From the data below, return the exact lines starting at the line containing "Cooperative cancellation token." and ending at the line containing "pub fn cancel(&self)", both included, and nothing else.

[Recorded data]
Content starts

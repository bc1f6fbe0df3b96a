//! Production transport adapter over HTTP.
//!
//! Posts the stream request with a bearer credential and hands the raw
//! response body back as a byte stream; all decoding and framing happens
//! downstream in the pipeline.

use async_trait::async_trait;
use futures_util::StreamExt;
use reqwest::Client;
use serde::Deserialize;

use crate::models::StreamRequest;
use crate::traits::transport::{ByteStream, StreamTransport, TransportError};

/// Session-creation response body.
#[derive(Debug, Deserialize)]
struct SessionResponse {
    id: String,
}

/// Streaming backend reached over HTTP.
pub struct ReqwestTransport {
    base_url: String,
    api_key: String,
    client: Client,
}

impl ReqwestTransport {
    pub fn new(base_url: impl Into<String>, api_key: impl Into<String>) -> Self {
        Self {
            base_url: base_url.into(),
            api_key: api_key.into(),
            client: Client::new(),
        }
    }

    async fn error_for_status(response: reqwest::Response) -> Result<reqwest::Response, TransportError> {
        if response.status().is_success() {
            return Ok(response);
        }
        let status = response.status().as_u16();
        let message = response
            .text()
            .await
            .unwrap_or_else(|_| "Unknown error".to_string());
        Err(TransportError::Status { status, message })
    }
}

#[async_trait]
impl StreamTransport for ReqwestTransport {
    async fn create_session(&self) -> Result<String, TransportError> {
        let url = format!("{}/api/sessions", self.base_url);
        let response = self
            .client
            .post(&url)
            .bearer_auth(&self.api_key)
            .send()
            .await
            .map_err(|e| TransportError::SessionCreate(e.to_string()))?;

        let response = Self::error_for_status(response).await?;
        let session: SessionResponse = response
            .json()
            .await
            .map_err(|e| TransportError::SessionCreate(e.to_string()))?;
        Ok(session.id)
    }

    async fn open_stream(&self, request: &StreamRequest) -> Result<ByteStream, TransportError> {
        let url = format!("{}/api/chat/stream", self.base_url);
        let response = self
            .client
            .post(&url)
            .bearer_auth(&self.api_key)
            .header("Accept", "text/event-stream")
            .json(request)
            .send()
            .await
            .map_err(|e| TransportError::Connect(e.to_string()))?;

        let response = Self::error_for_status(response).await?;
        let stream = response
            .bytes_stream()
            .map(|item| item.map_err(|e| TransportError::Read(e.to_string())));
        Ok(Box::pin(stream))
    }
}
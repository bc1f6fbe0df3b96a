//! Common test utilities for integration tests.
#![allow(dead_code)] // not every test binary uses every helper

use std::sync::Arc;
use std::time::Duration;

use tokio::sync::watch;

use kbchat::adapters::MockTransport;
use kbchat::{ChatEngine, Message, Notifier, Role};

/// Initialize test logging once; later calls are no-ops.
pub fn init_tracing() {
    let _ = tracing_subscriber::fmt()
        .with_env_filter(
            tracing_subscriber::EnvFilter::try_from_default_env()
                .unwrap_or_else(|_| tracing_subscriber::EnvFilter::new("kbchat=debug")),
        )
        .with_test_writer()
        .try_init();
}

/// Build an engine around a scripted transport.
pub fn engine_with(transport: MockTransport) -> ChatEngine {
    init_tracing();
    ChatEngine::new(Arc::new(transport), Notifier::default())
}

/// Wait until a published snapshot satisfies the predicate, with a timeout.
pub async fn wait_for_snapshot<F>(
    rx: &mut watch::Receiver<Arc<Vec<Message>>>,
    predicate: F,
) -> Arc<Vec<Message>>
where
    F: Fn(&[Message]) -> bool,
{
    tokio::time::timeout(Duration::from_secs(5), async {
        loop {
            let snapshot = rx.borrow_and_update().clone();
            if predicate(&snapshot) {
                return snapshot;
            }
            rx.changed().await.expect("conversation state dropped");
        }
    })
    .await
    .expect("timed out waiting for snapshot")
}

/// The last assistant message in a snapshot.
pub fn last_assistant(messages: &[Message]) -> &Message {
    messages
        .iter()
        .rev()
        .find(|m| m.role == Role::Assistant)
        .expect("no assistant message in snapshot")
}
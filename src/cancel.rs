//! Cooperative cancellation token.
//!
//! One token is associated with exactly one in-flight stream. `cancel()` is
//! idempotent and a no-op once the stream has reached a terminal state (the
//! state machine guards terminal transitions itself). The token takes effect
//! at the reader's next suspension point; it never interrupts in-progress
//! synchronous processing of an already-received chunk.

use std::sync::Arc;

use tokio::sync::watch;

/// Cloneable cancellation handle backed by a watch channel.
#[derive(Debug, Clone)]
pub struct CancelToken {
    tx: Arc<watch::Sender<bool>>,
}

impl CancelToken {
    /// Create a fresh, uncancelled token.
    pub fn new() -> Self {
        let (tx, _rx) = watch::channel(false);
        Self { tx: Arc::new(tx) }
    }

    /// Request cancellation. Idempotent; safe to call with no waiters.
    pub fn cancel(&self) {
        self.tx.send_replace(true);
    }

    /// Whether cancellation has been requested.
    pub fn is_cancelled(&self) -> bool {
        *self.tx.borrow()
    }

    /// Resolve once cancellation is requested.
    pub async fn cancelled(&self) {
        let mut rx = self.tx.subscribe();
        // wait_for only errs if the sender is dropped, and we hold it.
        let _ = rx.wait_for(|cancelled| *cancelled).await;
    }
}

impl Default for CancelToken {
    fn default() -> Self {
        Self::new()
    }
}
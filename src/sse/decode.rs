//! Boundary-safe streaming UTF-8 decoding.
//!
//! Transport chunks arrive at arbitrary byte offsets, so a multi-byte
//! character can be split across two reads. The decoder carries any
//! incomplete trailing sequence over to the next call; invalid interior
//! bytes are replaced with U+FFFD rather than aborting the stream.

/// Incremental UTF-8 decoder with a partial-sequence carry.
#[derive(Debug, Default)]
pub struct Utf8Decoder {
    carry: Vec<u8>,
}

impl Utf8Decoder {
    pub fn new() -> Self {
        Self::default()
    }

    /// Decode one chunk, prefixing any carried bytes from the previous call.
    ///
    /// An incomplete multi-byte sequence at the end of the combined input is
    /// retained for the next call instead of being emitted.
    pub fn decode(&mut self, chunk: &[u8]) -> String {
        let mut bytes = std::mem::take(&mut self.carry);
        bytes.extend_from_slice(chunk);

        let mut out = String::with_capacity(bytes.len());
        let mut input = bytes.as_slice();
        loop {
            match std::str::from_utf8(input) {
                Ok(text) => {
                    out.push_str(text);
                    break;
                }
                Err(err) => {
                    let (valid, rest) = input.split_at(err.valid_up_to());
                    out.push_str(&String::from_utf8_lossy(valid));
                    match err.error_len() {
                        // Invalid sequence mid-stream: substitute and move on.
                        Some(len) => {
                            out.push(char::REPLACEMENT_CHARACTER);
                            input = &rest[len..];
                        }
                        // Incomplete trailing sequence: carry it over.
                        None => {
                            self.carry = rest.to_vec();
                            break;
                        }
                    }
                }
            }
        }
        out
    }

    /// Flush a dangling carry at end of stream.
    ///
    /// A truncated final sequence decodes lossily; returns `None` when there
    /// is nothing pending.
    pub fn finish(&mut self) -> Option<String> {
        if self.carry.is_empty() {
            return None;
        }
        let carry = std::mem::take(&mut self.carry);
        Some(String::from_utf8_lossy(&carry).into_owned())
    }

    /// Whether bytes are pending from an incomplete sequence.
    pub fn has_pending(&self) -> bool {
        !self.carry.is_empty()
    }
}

Content ends
Content starts

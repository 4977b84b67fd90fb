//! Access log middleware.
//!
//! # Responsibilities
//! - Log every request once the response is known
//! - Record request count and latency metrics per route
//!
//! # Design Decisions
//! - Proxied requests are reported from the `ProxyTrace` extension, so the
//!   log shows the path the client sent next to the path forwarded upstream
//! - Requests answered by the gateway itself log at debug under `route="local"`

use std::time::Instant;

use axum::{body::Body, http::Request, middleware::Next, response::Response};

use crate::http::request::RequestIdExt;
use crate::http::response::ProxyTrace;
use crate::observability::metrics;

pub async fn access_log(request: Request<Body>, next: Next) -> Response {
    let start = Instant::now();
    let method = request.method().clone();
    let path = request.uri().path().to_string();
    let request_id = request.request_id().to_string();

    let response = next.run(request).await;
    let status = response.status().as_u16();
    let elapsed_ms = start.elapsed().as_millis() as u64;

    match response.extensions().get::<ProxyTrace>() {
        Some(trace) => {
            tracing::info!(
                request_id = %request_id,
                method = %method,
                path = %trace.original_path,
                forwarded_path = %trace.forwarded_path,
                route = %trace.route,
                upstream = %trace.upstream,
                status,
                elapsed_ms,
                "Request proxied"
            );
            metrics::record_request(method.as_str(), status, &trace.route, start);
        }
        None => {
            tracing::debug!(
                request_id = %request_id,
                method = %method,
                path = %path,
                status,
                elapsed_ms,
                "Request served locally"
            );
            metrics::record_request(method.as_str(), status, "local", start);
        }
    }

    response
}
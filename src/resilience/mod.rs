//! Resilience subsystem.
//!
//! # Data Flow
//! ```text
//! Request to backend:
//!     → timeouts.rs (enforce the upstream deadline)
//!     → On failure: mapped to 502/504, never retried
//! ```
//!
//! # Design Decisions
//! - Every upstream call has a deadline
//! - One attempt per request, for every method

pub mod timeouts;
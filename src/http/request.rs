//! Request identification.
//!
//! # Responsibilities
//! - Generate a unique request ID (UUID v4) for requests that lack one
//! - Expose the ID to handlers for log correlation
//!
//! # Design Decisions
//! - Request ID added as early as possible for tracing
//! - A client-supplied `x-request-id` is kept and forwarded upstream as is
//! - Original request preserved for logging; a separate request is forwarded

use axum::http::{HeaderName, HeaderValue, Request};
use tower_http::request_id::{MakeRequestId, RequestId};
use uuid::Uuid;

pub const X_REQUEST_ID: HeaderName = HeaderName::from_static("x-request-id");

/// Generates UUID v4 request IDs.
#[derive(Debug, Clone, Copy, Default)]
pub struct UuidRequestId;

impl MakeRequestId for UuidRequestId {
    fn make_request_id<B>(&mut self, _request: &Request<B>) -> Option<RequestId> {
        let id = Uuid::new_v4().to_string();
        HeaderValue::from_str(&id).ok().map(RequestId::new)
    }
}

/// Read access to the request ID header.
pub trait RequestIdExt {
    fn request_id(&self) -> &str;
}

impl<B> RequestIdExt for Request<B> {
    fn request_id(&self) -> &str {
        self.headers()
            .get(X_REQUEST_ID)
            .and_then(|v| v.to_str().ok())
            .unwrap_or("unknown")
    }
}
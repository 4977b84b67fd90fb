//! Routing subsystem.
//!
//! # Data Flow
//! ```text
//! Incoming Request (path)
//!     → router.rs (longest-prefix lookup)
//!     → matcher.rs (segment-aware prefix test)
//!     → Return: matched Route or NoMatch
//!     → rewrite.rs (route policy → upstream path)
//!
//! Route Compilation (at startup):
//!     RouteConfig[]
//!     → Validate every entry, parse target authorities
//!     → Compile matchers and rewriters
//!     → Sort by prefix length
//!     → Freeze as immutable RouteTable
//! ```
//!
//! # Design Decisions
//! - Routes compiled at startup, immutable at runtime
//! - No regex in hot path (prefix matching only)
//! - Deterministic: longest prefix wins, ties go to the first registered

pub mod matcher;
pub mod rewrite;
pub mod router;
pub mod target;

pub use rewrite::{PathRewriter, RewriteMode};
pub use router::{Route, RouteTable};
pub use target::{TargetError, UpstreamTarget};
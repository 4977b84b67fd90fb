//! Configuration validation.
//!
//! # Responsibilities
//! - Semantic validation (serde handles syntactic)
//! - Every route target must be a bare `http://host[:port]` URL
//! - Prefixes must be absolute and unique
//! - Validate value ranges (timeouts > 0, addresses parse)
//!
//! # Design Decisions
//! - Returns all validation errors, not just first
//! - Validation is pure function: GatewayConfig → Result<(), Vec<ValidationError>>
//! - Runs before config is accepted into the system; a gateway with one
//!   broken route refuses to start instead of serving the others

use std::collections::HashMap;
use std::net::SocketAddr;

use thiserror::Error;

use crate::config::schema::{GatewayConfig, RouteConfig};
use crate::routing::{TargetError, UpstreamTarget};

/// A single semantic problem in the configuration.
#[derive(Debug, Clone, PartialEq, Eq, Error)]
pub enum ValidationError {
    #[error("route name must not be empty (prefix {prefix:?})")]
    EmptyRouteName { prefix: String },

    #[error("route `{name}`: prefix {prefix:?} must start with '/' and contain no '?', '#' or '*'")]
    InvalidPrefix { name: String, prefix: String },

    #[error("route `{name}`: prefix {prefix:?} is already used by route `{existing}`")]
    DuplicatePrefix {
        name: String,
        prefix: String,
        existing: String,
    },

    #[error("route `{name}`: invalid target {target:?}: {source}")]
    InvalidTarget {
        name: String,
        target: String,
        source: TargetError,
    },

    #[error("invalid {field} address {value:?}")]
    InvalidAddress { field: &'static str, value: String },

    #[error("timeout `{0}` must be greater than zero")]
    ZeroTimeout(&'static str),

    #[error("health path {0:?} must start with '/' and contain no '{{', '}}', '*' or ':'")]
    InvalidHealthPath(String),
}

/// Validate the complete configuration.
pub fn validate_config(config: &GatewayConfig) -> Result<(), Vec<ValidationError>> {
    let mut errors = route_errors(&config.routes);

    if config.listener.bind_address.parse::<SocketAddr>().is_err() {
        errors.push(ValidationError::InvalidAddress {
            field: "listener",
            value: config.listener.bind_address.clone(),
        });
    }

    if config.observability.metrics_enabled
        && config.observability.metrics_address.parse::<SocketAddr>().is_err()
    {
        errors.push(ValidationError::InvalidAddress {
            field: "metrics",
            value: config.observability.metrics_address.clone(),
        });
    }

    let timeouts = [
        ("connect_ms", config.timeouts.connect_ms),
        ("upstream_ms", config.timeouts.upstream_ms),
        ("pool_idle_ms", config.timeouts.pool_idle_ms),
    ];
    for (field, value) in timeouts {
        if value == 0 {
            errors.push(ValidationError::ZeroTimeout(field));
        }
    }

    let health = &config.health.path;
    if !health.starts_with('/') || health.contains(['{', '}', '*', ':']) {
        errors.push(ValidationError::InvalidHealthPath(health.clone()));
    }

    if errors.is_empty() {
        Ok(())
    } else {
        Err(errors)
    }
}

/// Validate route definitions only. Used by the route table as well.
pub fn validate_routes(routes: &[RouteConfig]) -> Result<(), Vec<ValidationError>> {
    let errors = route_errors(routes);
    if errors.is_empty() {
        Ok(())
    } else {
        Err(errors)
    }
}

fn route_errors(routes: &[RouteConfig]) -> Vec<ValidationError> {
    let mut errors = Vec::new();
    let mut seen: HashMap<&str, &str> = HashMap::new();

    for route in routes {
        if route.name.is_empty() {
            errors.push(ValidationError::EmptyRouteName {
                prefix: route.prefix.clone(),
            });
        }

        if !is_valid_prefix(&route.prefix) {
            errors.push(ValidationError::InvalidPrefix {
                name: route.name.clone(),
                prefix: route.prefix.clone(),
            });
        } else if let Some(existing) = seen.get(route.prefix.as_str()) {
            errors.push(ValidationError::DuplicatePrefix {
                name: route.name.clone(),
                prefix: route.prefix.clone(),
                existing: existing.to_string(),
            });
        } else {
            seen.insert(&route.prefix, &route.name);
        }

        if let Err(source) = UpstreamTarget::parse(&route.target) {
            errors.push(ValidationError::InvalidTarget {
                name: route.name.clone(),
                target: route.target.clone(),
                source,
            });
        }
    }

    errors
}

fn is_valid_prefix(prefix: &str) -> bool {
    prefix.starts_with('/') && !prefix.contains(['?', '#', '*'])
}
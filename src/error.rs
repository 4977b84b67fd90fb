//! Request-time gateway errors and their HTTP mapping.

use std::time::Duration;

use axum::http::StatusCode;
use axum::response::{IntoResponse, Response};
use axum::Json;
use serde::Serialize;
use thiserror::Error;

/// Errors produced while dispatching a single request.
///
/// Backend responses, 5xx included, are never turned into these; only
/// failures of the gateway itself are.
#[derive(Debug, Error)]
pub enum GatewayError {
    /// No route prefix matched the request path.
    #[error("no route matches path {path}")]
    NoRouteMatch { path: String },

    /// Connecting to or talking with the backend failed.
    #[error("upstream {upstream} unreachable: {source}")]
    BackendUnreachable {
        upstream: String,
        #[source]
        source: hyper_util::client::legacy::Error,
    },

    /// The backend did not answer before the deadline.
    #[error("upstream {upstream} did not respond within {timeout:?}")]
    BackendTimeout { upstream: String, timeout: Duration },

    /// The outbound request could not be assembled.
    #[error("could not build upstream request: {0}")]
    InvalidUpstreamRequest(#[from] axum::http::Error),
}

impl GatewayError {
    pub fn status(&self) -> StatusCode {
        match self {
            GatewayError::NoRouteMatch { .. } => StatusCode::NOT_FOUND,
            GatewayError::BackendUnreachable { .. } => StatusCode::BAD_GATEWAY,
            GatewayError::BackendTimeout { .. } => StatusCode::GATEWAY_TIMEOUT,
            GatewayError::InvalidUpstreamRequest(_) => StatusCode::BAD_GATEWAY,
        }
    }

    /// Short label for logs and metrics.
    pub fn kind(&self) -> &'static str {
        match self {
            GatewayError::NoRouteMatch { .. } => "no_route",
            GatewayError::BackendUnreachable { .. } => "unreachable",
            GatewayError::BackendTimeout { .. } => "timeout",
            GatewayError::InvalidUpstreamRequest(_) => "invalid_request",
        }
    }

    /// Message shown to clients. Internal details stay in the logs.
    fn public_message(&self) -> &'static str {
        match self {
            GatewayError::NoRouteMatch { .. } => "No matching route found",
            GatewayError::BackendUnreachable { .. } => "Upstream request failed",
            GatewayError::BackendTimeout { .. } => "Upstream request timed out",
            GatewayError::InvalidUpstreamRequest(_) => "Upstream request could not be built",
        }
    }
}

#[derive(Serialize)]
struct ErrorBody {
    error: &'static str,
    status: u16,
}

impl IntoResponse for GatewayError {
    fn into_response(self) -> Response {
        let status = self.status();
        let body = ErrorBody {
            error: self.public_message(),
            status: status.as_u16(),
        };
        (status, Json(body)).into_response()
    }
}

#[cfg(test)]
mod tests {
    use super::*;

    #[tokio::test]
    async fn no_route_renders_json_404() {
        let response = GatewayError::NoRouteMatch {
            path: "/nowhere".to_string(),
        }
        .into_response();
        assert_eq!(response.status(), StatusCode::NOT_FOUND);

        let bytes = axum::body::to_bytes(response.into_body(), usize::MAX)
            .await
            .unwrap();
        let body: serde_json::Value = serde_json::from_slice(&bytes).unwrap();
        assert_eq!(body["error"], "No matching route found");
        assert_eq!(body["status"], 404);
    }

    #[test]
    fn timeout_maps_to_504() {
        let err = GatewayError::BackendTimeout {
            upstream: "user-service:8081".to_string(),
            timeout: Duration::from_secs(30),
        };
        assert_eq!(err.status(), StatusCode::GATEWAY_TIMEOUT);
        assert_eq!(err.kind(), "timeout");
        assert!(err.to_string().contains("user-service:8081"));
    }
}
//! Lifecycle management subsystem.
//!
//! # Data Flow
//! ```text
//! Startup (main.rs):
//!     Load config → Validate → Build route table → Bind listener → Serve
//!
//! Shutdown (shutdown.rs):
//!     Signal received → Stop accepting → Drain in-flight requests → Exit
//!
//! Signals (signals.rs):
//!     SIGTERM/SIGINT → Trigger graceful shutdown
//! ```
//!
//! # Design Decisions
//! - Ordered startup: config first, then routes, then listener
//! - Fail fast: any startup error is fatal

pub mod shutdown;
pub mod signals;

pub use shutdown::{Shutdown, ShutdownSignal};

Content ends
Content starts

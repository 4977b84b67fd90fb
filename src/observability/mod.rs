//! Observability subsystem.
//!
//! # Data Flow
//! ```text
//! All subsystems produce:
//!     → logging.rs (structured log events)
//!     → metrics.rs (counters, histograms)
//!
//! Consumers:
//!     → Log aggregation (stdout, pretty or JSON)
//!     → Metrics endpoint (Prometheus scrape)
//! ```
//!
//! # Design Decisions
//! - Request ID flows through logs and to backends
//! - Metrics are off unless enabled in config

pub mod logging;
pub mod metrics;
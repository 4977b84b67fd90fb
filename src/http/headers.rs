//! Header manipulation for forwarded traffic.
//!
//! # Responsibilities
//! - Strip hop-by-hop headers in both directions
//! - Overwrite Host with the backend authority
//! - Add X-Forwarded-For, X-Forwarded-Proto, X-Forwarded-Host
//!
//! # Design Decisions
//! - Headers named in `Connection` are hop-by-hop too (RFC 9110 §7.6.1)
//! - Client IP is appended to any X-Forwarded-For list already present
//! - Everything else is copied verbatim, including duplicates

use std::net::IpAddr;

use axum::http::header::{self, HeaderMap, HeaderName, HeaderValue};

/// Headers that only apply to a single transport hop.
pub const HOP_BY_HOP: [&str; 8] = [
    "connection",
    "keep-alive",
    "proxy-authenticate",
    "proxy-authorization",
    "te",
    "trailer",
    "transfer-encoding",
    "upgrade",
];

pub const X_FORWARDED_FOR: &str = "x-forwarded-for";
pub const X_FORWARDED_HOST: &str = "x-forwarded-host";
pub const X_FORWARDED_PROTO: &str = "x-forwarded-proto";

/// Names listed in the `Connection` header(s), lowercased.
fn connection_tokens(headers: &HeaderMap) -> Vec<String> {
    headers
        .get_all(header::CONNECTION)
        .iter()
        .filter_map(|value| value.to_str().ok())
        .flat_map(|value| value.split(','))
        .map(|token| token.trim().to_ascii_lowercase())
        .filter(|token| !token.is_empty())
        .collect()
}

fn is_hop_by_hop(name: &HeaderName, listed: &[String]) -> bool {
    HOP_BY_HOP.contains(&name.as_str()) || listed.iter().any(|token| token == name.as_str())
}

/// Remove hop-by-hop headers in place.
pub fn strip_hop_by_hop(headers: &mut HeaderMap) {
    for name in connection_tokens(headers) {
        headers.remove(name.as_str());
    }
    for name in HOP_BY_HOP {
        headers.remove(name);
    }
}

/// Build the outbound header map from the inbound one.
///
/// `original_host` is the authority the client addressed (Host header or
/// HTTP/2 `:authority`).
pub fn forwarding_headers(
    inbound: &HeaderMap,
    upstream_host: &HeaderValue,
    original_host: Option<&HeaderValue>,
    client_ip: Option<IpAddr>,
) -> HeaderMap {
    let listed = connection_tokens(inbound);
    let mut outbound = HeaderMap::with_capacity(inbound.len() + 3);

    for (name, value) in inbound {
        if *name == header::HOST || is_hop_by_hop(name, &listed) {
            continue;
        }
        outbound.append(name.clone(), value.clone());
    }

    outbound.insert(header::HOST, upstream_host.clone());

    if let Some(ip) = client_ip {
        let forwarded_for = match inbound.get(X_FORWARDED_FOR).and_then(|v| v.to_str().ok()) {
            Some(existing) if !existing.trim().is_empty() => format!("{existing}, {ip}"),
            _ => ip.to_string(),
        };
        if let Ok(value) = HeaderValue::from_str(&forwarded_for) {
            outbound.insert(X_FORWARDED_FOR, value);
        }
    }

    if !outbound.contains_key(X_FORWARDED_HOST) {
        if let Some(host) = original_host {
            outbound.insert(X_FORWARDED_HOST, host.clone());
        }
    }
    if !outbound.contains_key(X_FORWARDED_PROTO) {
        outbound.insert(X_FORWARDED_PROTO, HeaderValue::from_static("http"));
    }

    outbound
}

Content ends

#### [Answer below]
//! Cooperative cancellation token.
//!
//! One token is associated with exactly one in-flight stream. `cancel()` is
//! idempotent and a no-op once the stream has reached a terminal state (the
//! state machine guards terminal transitions itself). The token takes effect
//! at the reader's next suspension point; it never interrupts in-progress
//! synchronous processing of an already-received chunk.

use std::sync::Arc;

use tokio::sync::watch;

/// Cloneable cancellation handle backed by a watch channel.
#[derive(Debug, Clone)]
pub struct CancelToken {
    tx: Arc<watch::Sender<bool>>,
}

impl CancelToken {
    /// Create a fresh, uncancelled token.
    pub fn new() -> Self {
        let (tx, _rx) = watch::channel(false);
        Self { tx: Arc::new(tx) }
    }

    /// Request cancellation. Idempotent; safe to call with no waiters.
    pub fn cancel(&self) {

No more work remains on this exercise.